> _EXERCISE GOAL_
As the answer, set down the lines below from the one containing "one target type" through the one containing "pub fn new(name: impl Into<TypeName>)", exactly and inclusively, and no others.

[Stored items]
......

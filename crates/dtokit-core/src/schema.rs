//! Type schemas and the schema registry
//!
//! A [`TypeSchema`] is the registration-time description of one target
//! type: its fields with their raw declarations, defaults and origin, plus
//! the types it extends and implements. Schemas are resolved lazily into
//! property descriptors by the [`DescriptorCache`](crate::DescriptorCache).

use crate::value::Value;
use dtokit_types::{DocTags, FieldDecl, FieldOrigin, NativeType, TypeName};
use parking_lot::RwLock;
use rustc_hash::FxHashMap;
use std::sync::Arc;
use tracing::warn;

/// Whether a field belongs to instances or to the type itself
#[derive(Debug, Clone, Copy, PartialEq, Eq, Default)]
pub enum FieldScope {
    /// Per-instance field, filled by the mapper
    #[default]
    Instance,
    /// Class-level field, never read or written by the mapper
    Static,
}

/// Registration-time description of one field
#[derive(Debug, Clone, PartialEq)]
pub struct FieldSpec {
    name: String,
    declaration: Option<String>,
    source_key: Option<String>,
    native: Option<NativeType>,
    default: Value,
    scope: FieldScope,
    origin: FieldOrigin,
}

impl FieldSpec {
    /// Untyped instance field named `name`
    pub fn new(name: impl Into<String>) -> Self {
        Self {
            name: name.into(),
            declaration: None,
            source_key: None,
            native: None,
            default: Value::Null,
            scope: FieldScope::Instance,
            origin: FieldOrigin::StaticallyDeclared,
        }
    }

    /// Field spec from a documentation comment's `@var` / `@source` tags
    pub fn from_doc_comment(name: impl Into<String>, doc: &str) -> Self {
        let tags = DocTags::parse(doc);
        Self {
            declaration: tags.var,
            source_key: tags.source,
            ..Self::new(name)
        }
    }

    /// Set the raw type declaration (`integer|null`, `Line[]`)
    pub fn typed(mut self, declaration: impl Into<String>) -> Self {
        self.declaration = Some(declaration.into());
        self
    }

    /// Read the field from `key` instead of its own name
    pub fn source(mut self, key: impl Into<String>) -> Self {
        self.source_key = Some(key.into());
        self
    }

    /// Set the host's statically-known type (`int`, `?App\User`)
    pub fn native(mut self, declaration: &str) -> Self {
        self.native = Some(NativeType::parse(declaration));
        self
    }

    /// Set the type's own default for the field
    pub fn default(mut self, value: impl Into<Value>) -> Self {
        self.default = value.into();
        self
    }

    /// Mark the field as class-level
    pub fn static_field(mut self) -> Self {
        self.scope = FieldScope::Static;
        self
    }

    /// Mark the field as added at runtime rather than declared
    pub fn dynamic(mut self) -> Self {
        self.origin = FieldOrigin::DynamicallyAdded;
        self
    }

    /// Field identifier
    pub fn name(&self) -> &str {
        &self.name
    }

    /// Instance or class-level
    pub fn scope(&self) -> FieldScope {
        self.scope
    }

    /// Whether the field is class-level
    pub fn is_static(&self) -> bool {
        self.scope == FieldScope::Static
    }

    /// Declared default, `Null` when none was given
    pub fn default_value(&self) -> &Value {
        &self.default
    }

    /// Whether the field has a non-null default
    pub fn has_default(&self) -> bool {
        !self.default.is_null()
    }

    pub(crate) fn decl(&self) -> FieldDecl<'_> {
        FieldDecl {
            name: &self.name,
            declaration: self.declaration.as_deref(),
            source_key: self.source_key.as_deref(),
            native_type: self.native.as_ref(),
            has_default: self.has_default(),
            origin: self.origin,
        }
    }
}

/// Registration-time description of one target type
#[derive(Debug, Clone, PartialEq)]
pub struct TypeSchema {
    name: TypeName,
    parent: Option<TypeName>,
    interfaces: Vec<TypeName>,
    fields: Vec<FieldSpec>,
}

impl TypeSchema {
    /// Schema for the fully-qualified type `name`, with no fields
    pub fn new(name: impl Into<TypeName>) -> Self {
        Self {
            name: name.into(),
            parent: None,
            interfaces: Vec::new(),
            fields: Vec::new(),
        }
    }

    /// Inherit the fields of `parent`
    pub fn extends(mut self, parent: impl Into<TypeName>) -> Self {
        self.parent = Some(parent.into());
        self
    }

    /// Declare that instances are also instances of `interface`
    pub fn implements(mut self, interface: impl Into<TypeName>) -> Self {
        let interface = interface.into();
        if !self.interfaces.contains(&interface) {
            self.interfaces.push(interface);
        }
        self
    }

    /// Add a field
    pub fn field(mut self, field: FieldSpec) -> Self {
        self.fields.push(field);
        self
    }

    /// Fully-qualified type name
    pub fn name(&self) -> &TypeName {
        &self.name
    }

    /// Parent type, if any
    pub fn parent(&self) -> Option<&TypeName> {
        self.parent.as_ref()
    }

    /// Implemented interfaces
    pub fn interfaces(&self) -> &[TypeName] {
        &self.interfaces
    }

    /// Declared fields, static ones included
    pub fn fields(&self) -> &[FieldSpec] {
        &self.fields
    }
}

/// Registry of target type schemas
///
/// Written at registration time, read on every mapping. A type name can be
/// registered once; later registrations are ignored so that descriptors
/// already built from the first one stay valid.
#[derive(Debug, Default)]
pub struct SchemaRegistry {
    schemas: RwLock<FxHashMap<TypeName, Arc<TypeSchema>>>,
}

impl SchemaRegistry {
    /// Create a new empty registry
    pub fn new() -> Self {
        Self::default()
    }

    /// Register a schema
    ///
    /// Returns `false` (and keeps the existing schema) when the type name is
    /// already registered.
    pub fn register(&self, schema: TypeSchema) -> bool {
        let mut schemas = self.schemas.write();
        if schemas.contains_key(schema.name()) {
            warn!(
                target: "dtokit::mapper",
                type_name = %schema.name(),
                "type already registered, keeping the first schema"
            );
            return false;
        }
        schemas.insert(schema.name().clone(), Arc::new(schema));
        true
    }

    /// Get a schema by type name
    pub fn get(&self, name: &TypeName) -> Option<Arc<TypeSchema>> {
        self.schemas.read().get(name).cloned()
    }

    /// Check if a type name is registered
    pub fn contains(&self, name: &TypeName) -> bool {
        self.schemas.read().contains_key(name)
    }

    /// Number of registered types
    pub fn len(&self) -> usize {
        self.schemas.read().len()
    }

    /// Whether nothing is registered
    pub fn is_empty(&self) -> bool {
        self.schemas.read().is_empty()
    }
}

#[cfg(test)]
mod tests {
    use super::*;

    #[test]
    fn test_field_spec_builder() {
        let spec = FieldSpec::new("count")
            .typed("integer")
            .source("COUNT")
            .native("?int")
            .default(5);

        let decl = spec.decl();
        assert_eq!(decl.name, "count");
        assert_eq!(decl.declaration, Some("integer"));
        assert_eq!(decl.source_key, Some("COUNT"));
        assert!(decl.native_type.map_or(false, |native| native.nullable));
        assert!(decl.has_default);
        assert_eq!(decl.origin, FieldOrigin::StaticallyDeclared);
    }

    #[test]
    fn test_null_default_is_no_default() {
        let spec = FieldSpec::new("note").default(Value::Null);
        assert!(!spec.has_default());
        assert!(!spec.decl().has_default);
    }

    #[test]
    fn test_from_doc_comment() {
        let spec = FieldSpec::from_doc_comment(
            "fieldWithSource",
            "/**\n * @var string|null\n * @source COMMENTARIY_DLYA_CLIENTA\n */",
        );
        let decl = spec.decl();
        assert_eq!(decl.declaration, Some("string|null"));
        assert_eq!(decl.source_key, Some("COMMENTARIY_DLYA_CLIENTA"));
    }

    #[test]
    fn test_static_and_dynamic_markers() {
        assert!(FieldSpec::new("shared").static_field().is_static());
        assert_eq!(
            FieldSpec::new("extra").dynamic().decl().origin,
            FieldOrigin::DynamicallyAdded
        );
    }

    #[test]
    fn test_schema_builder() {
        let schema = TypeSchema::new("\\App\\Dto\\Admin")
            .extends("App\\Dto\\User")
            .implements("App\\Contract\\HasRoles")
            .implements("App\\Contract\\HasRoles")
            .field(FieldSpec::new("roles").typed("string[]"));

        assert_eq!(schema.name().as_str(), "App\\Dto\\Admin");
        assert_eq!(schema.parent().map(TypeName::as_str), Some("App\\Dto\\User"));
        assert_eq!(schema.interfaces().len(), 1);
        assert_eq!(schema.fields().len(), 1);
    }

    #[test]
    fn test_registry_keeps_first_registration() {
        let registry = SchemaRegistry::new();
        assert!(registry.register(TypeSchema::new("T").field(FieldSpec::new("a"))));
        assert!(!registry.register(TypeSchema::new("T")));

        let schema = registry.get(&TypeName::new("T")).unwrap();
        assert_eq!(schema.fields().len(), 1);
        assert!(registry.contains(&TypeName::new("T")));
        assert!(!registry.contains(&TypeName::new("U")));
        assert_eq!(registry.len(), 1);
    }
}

......

> _TASK OUTPUT_
/// Registration-time description of one target type
#[derive(Debug, Clone, PartialEq)]
pub struct TypeSchema {
    name: TypeName,
    parent: Option<TypeName>,
    interfaces: Vec<TypeName>,
    fields: Vec<FieldSpec>,
}

impl TypeSchema {
    /// Schema for the fully-qualified type `name`, with no fields
    pub fn new(name: impl Into<TypeName>) -> Self {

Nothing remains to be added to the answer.